Un livre d’Elvira Shahmiri
Editions Fondation Jérôme Seydoux-Pathé, 383 pages, nombreuses illustrations

Dès les premières pages, Elvira Shahmiri fait voler en éclats le mythe du cinéma comme 7ème art des grandes salles. Nous sommes en 1912 : Pathé lance le Pathé-KOK, un projecteur au format 28 mm. Petite taille, grande ambition : faire entrer le cinéma dans les foyers.
C’est le rêve d’un cinéma démocratique, mais aussi d’un commerce malin, Pathé vend à la fois la machine et les bobines, comme un Apple avant l’heure. Shahmiri, dans un style limpide et rigoureux, rappelle que ce n’est pas un gadget : c’est une stratégie industrielle. Pathé voulait coloniser le regard, faire du cinéma non plus un spectacle rare, mais une habitude, un meuble du quotidien. Le premier chapitre a quelque chose d’un roman d’anticipation : on voit naître le cinéma domestique bien avant la télévision.

Avec sa thèse devenue ce livre elle montre que l’histoire du cinéma ce n’est pas ce qui se passe sur les écrans géants, elle investit aussi les salons, les patronages, les écoles, les villages. Elle analyse une nouvelle cartographie d’un cinéma partout et pour tous. On apprécie la manière dont elle raconte cette histoire dans un style simple et avec beaucoup de rigueur (hé c’est une thèse!). L’ouvrage présente trois grandes familles d’appareils / formats : Le Pathé-KOK (28 mm) : l’un des premiers formats réduits à usage domestique/projection légère, Le Pathé-Baby (9,5 mm) et Le Pathé-Rural (17,5 mm) : destiné à l’exploitation dans des espaces hors des salles urbaines traditionnelles. 1919 : Pathé invente le Pathé-Baby, format 9,5 mm.

Un nom charmant, presque enfantin, pour un dispositif d’une audace folle. Imaginez : une mallette, un projecteur, quelques bobines, et voilà qu’on projette Les Misérables sur le mur du salon bourgeois. Elvira Shahmiri décrit avec précision ces nouveaux publics : professeurs, notables, prêtres, instituteurs, tous ces médiateurs d’images qui deviennent projectionnistes du dimanche.

Le cinéma devient un outil pédagogique, un loisir cultivé. Elle réussit à mêler sociologie, technique et poésie visuelle. On sent qu’elle aime les objets, les catalogues, les fiches techniques. Elle observe comment ces machines ont transformé la relation entre l’image et l’espace privé. Partout et pour tous dit le livre !
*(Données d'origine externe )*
//! High score leaderboard and persistence
//!
//! The simulation only needs `load_high_score`/`save_high_score`; stores swallow
//! their own I/O failures and log them so a broken disk never stops a game.

use std::fmt;
use std::path::PathBuf;

use serde::{Deserialize, Serialize};

/// Maximum number of high scores to keep
pub const MAX_HIGH_SCORES: usize = 10;

/// Failure reading or writing a JSON file
#[derive(Debug)]
pub enum StoreError {
    Io(std::io::Error),
    Parse(serde_json::Error),
}

impl fmt::Display for StoreError {
    fn fmt(&self, f: &mut fmt::Formatter<'_>) -> fmt::Result {
        match self {
            StoreError::Io(e) => write!(f, "io error: {e}"),
            StoreError::Parse(e) => write!(f, "parse error: {e}"),
        }
    }
}

impl std::error::Error for StoreError {
    fn source(&self) -> Option<&(dyn std::error::Error + 'static)> {
        match self {
            StoreError::Io(e) => Some(e),
            StoreError::Parse(e) => Some(e),
        }
    }
}

impl From<std::io::Error> for StoreError {
    fn from(e: std::io::Error) -> Self {
        StoreError::Io(e)
    }
}

impl From<serde_json::Error> for StoreError {
    fn from(e: serde_json::Error) -> Self {
        StoreError::Parse(e)
    }
}

/// A single high score entry
#[derive(Debug, Clone, PartialEq, Eq, Serialize, Deserialize)]
pub struct HighScoreEntry {
    pub score: u64,
    /// Level reached
    pub level: u32,
}

/// High score leaderboard, sorted descending
#[derive(Debug, Clone, Default, Serialize, Deserialize)]
pub struct HighScores {
    pub entries: Vec<HighScoreEntry>,
}

impl HighScores {
    /// Best score on the board, 0 when empty
    pub fn best(&self) -> u64 {
        self.entries.first().map_or(0, |e| e.score)
    }

    /// Insert a finished run in rank order. False when it did not make the board.
    pub fn record(&mut self, score: u64, level: u32) -> bool {
        if score == 0 {
            return false;
        }
        let at = self
            .entries
            .iter()
            .position(|e| score > e.score)
            .unwrap_or(self.entries.len());
        if at >= MAX_HIGH_SCORES {
            return false;
        }
        self.entries.insert(at, HighScoreEntry { score, level });
        self.entries.truncate(MAX_HIGH_SCORES);
        true
    }
}

/// Persistence collaborator used by the host
pub trait HighScoreStore {
    /// Best score on record, 0 when nothing was saved
    fn load_high_score(&mut self) -> u64;
    /// Record a finished run
    fn save_high_score(&mut self, score: u64, level: u32);
}

/// In-memory store (tests, attract mode)
#[derive(Debug, Clone, Default)]
pub struct MemoryStore {
    pub scores: HighScores,
}

impl HighScoreStore for MemoryStore {
    fn load_high_score(&mut self) -> u64 {
        self.scores.best()
    }

    fn save_high_score(&mut self, score: u64, level: u32) {
        self.scores.record(score, level);
    }
}

/// Leaderboard persisted as a JSON file
#[derive(Debug, Clone)]
pub struct JsonFileStore {
    path: PathBuf,
}

impl JsonFileStore {
    pub fn new(path: impl Into<PathBuf>) -> Self {
        Self { path: path.into() }
    }

    /// Read the leaderboard; a missing file is an empty board
    pub fn read(&self) -> Result<HighScores, StoreError> {
        match std::fs::read_to_string(&self.path) {
            Ok(json) => Ok(serde_json::from_str(&json)?),
            Err(e) if e.kind() == std::io::ErrorKind::NotFound => Ok(HighScores::default()),
            Err(e) => Err(e.into()),
        }
    }

    pub fn write(&self, scores: &HighScores) -> Result<(), StoreError> {
        let json = serde_json::to_string_pretty(scores)?;
        std::fs::write(&self.path, json)?;
        Ok(())
    }
}

impl HighScoreStore for JsonFileStore {
    fn load_high_score(&mut self) -> u64 {
        match self.read() {
            Ok(scores) => {
                log::info!("Loaded {} high scores", scores.entries.len());
                scores.best()
            }
            Err(e) => {
                log::warn!("Could not load high scores from {}: {e}", self.path.display());
                0
            }
        }
    }

    fn save_high_score(&mut self, score: u64, level: u32) {
        let mut scores = self.read().unwrap_or_else(|e| {
            log::warn!("Discarding unreadable high scores: {e}");
            HighScores::default()
        });
        if !scores.record(score, level) {
            return;
        }
        match self.write(&scores) {
            Ok(()) => log::info!("High scores saved ({} entries)", scores.entries.len()),
            Err(e) => log::warn!("Could not save high scores to {}: {e}", self.path.display()),
        }
    }
}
Pathé invente alors dans les années 30 le Pathé-Rural, format 17,5 mm, destiné aux campagnes, aux patronages, aux colonies, aux villages où il n’y a pas de salle. Le cinéma devient une mission. Shahmiri raconte avec une tendresse érudite cette circulation : les projections de catéchisme, les actualités agricoles, les films d’éducation populaire. Le cinéma devient service public avant l’État. Le livre dit comment Pathé, sans le savoir, a préparé le terrain à la démocratisation culturelle d’après-guerre. Bon vieillecarne.com aime les coulisses, les comptes d’apothicaire.
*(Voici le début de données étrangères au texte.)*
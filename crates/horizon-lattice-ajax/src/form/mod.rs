//! Form sources and guarded form submission.
//!
//! [`FormSource`] and [`FormLookup`] abstract over whatever the host uses to
//! represent forms. [`FormGuard`] binds one form to an [`Ajax`](crate::Ajax)
//! instance so that each submit event sends the form as a request, with
//! overlapping submissions suppressed.

mod guard;
mod source;

pub use guard::{
    Confirmation, FormGuard, FormGuardOptions, GuardPhase, SubmitEvent, SubmitOutcome,
};
pub use source::{ControlKind, FormControl, FormLookup, FormSnapshot, FormSource, SelectOption};
//! Form sources.
//!
//! A [`FormSource`] is anything that can report its successful controls,
//! its action URL and its method. [`FormSnapshot`] is a plain in-memory
//! form for hosts that do not have a document tree of their own.

use std::sync::Arc;

use bytes::Bytes;

use crate::ajax::{Blob, PayloadValue};

/// A form that can be submitted.
pub trait FormSource: Send + Sync {
    /// The successful controls, in document order.
    ///
    /// A control with several values appears once per value.
    fn fields(&self) -> Vec<(String, PayloadValue)>;

    /// The URL the form submits to.
    fn action(&self) -> String;

    /// The submission method, as written on the form.
    fn method(&self) -> String;
}

/// Resolves selector strings to forms.
pub trait FormLookup: Send + Sync {
    /// The form matched by `selector`, if there is one.
    fn find_form(&self, selector: &str) -> Option<Arc<dyn FormSource>>;
}

impl<F> FormLookup for F
where
    F: Fn(&str) -> Option<Arc<dyn FormSource>> + Send + Sync,
{
    fn find_form(&self, selector: &str) -> Option<Arc<dyn FormSource>> {
        self(selector)
    }
}

/// One `<option>` of a select control.
#[derive(Clone, Debug, PartialEq, Eq)]
pub struct SelectOption {
    /// Submitted value.
    pub value: String,
    /// Whether the option is selected.
    pub selected: bool,
}

/// The kind and state of a form control.
#[derive(Clone, Debug, PartialEq, Eq)]
pub enum ControlKind {
    /// A text-like input or textarea.
    Text(String),
    /// A checkbox.
    Checkbox { value: String, checked: bool },
    /// A radio button.
    Radio { value: String, checked: bool },
    /// A select control, single or multiple.
    Select(Vec<SelectOption>),
    /// A file input with its chosen files.
    File(Vec<Blob>),
    /// A button. Never submitted.
    Button(String),
}

/// A named control.
#[derive(Clone, Debug, PartialEq, Eq)]
pub struct FormControl {
    name: String,
    kind: ControlKind,
    disabled: bool,
}

impl FormControl {
    /// Create an enabled control. An empty name makes it unnamed.
    pub fn new(name: impl Into<String>, kind: ControlKind) -> Self {
        Self {
            name: name.into(),
            kind,
            disabled: false,
        }
    }

    /// Mark the control disabled.
    pub fn disabled(mut self) -> Self {
        self.disabled = true;
        self
    }

    /// The control name.
    pub fn name(&self) -> &str {
        &self.name
    }

    /// The control kind and state.
    pub fn kind(&self) -> &ControlKind {
        &self.kind
    }

    /// Append this control's submitted values to `out`.
    fn submit_into(&self, out: &mut Vec<(String, PayloadValue)>) {
        if self.name.is_empty() || self.disabled {
            return;
        }
        let name = &self.name;
        match &self.kind {
            ControlKind::Text(value) => out.push((name.clone(), value.as_str().into())),
            ControlKind::Checkbox { value, checked } | ControlKind::Radio { value, checked } => {
                if *checked {
                    out.push((name.clone(), value.as_str().into()));
                }
            }
            ControlKind::Select(options) => {
                for option in options.iter().filter(|o| o.selected) {
                    out.push((name.clone(), option.value.as_str().into()));
                }
            }
            ControlKind::File(files) if files.is_empty() => {
                // An empty file input still submits one empty, unnamed file.
                let empty = Blob::file(Bytes::new(), "", Some("application/octet-stream"));
                out.push((name.clone(), empty.into()));
            }
            ControlKind::File(files) => {
                for file in files {
                    out.push((name.clone(), file.clone().into()));
                }
            }
            ControlKind::Button(_) => {}
        }
    }
}

/// An in-memory form.
///
/// # Example
///
/// ```ignore
/// let form = FormSnapshot::new("/signup", "post")
///     .text("email", "ann@example.com")
///     .checkbox("newsletter", "yes", true)
///     .select("plan", [("free", false), ("pro", true)]);
/// ```
#[derive(Clone, Debug, Default, PartialEq, Eq)]
pub struct FormSnapshot {
    action: String,
    method: String,
    controls: Vec<FormControl>,
}

impl FormSnapshot {
    /// Create a form with no controls.
    pub fn new(action: impl Into<String>, method: impl Into<String>) -> Self {
        Self {
            action: action.into(),
            method: method.into(),
            controls: Vec::new(),
        }
    }

    /// Add any control.
    pub fn control(mut self, control: FormControl) -> Self {
        self.controls.push(control);
        self
    }

    /// Add a text input.
    pub fn text(self, name: impl Into<String>, value: impl Into<String>) -> Self {
        self.control(FormControl::new(name, ControlKind::Text(value.into())))
    }

    /// Add a checkbox.
    pub fn checkbox(self, name: impl Into<String>, value: impl Into<String>, checked: bool) -> Self {
        self.control(FormControl::new(
            name,
            ControlKind::Checkbox {
                value: value.into(),
                checked,
            },
        ))
    }

    /// Add a radio button.
    pub fn radio(self, name: impl Into<String>, value: impl Into<String>, checked: bool) -> Self {
        self.control(FormControl::new(
            name,
            ControlKind::Radio {
                value: value.into(),
                checked,
            },
        ))
    }

    /// Add a select control from `(value, selected)` pairs.
    pub fn select<V: Into<String>>(
        self,
        name: impl Into<String>,
        options: impl IntoIterator<Item = (V, bool)>,
    ) -> Self {
        let options = options
            .into_iter()
            .map(|(value, selected)| SelectOption {
                value: value.into(),
                selected,
            })
            .collect();
        self.control(FormControl::new(name, ControlKind::Select(options)))
    }

    /// Add a file input.
    pub fn file(self, name: impl Into<String>, files: impl IntoIterator<Item = Blob>) -> Self {
        self.control(FormControl::new(
            name,
            ControlKind::File(files.into_iter().collect()),
        ))
    }

    /// Add a button.
    pub fn button(self, name: impl Into<String>, value: impl Into<String>) -> Self {
        self.control(FormControl::new(name, ControlKind::Button(value.into())))
    }

    /// All controls, successful or not.
    pub fn controls(&self) -> &[FormControl] {
        &self.controls
    }
}

impl FormSource for FormSnapshot {
    fn fields(&self) -> Vec<(String, PayloadValue)> {
        let mut fields = Vec::new();
        for control in &self.controls {
            control.submit_into(&mut fields);
        }
        fields
    }

    fn action(&self) -> String {
        self.action.clone()
    }

    fn method(&self) -> String {
        self.method.clone()
    }
}

#[cfg(test)]
mod tests {
    use super::*;

    fn names(form: &FormSnapshot) -> Vec<String> {
        form.fields().into_iter().map(|(k, _)| k).collect()
    }

    #[test]
    fn test_successful_controls() {
        let form = FormSnapshot::new("/f", "post")
            .text("a", "1")
            .text("", "unnamed")
            .control(FormControl::new("b", ControlKind::Text("2".into())).disabled())
            .checkbox("c", "on", false)
            .radio("d", "x", true)
            .radio("d", "y", false)
            .button("go", "Send");

        assert_eq!(names(&form), vec!["a", "d"]);
        assert_eq!(form.fields()[1].1.as_text(), Some("x"));
    }

    #[test]
    fn test_select_contributes_each_selected_option() {
        let form = FormSnapshot::new("/f", "get").select("s", [("1", true), ("2", false), ("3", true)]);
        let values: Vec<_> = form
            .fields()
            .into_iter()
            .map(|(_, v)| v.as_query_text().to_string())
            .collect();
        assert_eq!(values, vec!["1", "3"]);
    }

    #[test]
    fn test_files_become_blobs() {
        let form = FormSnapshot::new("/f", "post").file(
            "docs",
            [
                Blob::file(vec![1u8], "a.txt", Some("text/plain")),
                Blob::file(vec![2u8], "b.txt", None),
            ],
        );
        let fields = form.fields();
        assert_eq!(fields.len(), 2);
        assert!(matches!(&fields[0].1, PayloadValue::Blob(b) if b.file_name.as_deref() == Some("a.txt")));
    }

    #[test]
    fn test_empty_file_input_submits_empty_file() {
        let form = FormSnapshot::new("/f", "post").file("upload", Vec::new());
        let fields = form.fields();
        assert_eq!(fields.len(), 1);
        assert_eq!(fields[0].1.as_query_text(), "");
    }

    #[test]
    fn test_closure_lookup() {
        let lookup = |selector: &str| -> Option<Arc<dyn FormSource>> {
            (selector == "form").then(|| Arc::new(FormSnapshot::new("/x", "get")) as Arc<dyn FormSource>)
        };
        assert!(lookup.find_form("form").is_some());
        assert!(lookup.find_form("#other").is_none());
    }
}
//! Response header parsing and outgoing header installation.
//!
//! # Case sensitivity
//!
//! [`ResponseHeaders::raw`] looks names up exactly as they were received,
//! while [`ResponseHeaders::contains`] and [`ResponseHeaders::get`] lowercase
//! the requested name first. Servers that send mixed-case names are therefore
//! only reachable through `raw`, and HTTP/2 servers (which always send
//! lowercase) are reachable through all three.

use http::{HeaderName, HeaderValue};

use crate::error::Result;
use crate::http::OutgoingRequest;

/// Headers of a completed response, parsed from the raw header block.
#[derive(Clone, Debug, Default, PartialEq, Eq)]
pub struct ResponseHeaders {
    entries: Vec<(String, String)>,
}

impl ResponseHeaders {
    pub(crate) const EMPTY: Self = Self {
        entries: Vec::new(),
    };

    /// Parse a CRLF-delimited header block.
    ///
    /// Each line is split on its first `": "`; lines without one are skipped.
    /// When a name repeats, the later value replaces the earlier one but the
    /// name keeps its original position.
    pub fn parse(raw: Option<&str>) -> Self {
        let mut headers = Self::default();
        let Some(raw) = raw else {
            return headers;
        };

        for line in raw.split("\r\n") {
            let Some((name, value)) = line.split_once(": ") else {
                continue;
            };
            match headers.entries.iter_mut().find(|(n, _)| n == name) {
                Some((_, existing)) => *existing = value.to_string(),
                None => headers.entries.push((name.to_string(), value.to_string())),
            }
        }

        headers
    }

    /// Exact, case-sensitive lookup.
    pub fn raw(&self, name: &str) -> Option<&str> {
        self.entries
            .iter()
            .find(|(n, _)| n == name)
            .map(|(_, v)| v.as_str())
    }

    /// Returns true if a header with the lowercased `name` was received.
    pub fn contains(&self, name: &str) -> bool {
        self.get(name).is_some()
    }

    /// Look up the lowercased `name`.
    pub fn get(&self, name: &str) -> Option<&str> {
        self.raw(&name.to_lowercase())
    }

    /// Headers in the order they were first received.
    pub fn iter(&self) -> impl Iterator<Item = (&str, &str)> {
        self.entries.iter().map(|(n, v)| (n.as_str(), v.as_str()))
    }

    /// Number of distinct header names.
    pub fn len(&self) -> usize {
        self.entries.len()
    }

    /// Returns true if no headers were parsed.
    pub fn is_empty(&self) -> bool {
        self.entries.is_empty()
    }
}

/// Install `headers` on an outgoing request, in order.
///
/// Repeated names are appended rather than replaced.
pub fn install_headers(
    request: &mut OutgoingRequest,
    headers: Option<&[(String, String)]>,
) -> Result<()> {
    let Some(headers) = headers else {
        return Ok(());
    };

    for (name, value) in headers {
        let name = HeaderName::from_bytes(name.as_bytes())?;
        let value = HeaderValue::from_str(value)?;
        request.headers.append(name, value);
    }

    Ok(())
}

#[cfg(test)]
mod tests {
    use super::*;
    use crate::error::AjaxError;
    use crate::http::HttpMethod;

    const BLOB: &str = "Content-Type: text/html\r\nx-trace: abc\r\nX-Note: a: b\r\n";

    #[test]
    fn test_parse_none_is_empty() {
        assert!(ResponseHeaders::parse(None).is_empty());
        assert!(ResponseHeaders::parse(Some("")).is_empty());
    }

    #[test]
    fn test_split_on_first_separator() {
        let headers = ResponseHeaders::parse(Some(BLOB));
        assert_eq!(headers.len(), 3);
        assert_eq!(headers.raw("X-Note"), Some("a: b"));
    }

    #[test]
    fn test_lines_without_separator_are_dropped() {
        let headers = ResponseHeaders::parse(Some("HTTP/1.1 200 OK\r\nbroken:value\r\nok: 1"));
        assert_eq!(headers.len(), 1);
        assert_eq!(headers.raw("ok"), Some("1"));
    }

    #[test]
    fn test_later_duplicate_overwrites() {
        let headers = ResponseHeaders::parse(Some("a: 1\r\nb: 2\r\na: 3\r\n"));
        assert_eq!(headers.raw("a"), Some("3"));
        let order: Vec<_> = headers.iter().map(|(n, _)| n).collect();
        assert_eq!(order, vec!["a", "b"]);
    }

    #[test]
    fn test_case_asymmetry() {
        let headers = ResponseHeaders::parse(Some(BLOB));

        // Exact lookup sees the received casing only.
        assert_eq!(headers.raw("Content-Type"), Some("text/html"));
        assert_eq!(headers.raw("content-type"), None);

        // Helper lookups lowercase the requested name.
        assert!(!headers.contains("Content-Type"));
        assert_eq!(headers.get("Content-Type"), None);
        assert_eq!(headers.get("X-TRACE"), Some("abc"));
        assert!(headers.contains("x-trace"));
    }

    #[test]
    fn test_install_headers_appends_in_order() {
        let mut request = OutgoingRequest::new(HttpMethod::Get, "/");
        let headers = vec![
            ("Accept".to_string(), "text/plain".to_string()),
            ("X-Tag".to_string(), "one".to_string()),
            ("X-Tag".to_string(), "two".to_string()),
        ];
        install_headers(&mut request, Some(&headers)).unwrap();

        assert_eq!(request.header("accept"), Some("text/plain"));
        let tags: Vec<_> = request
            .headers
            .get_all("x-tag")
            .iter()
            .map(|v| v.to_str().unwrap())
            .collect();
        assert_eq!(tags, vec!["one", "two"]);
    }

    #[test]
    fn test_install_none_is_noop() {
        let mut request = OutgoingRequest::new(HttpMethod::Get, "/");
        install_headers(&mut request, None).unwrap();
        assert!(request.headers.is_empty());
    }

    #[test]
    fn test_install_rejects_invalid_name() {
        let mut request = OutgoingRequest::new(HttpMethod::Get, "/");
        let headers = vec![("bad name".to_string(), "x".to_string())];
        let err = install_headers(&mut request, Some(&headers)).unwrap_err();
        assert!(matches!(err, AjaxError::InvalidHeader(_)));
    }
}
Elvira Shahmiri aussi. Elle décortique la mécanique économique : Pathé vend, loue, revend les films en versions abrégées ; recycle les copies ; crée des séries d’images éducatives. Le cinéma se fait produit, le spectateur devient client. Elle a fouillé les archives comme une archéologue. Elle redonne vie aux catalogues Pathé où s’alignent des titres à faire rêver : Charlot boxeur, Les Mystères de Paris, Les Misérables, Napoléon, L’Alsace heureuse, L’Hygiène du corps. Chaque film est résumé, classé, vendu par tranches de 10 mètres. C’est le Netflix du 9,5 mm.. On choisissait un film comme on choisirait une lecture de chevet. En fin de livre Elvira Shahmiri donne la parole aux utilisateurs dans un court chapitre où l’arrivé du son bouleverse tout l’usage du cinéma à la maison. Ce livre en fait n’est pas qu’une histoire de machine mais des usages et c’est là qu’on s’aperçoit de l’ambition immense de Pathé. Le Pathé-Baby préfigurait le smartphone, la projection domestique annonçait le streaming. Ce livre nous invite à repenser le cinéma à l’ère du numérique, où chacun filme et projette dans sa poche. Un siècle plus tard, cette idée de cinéma partout et pour tous a triomphé, mais à quel prix ? Voilà un livre important à lire lentement.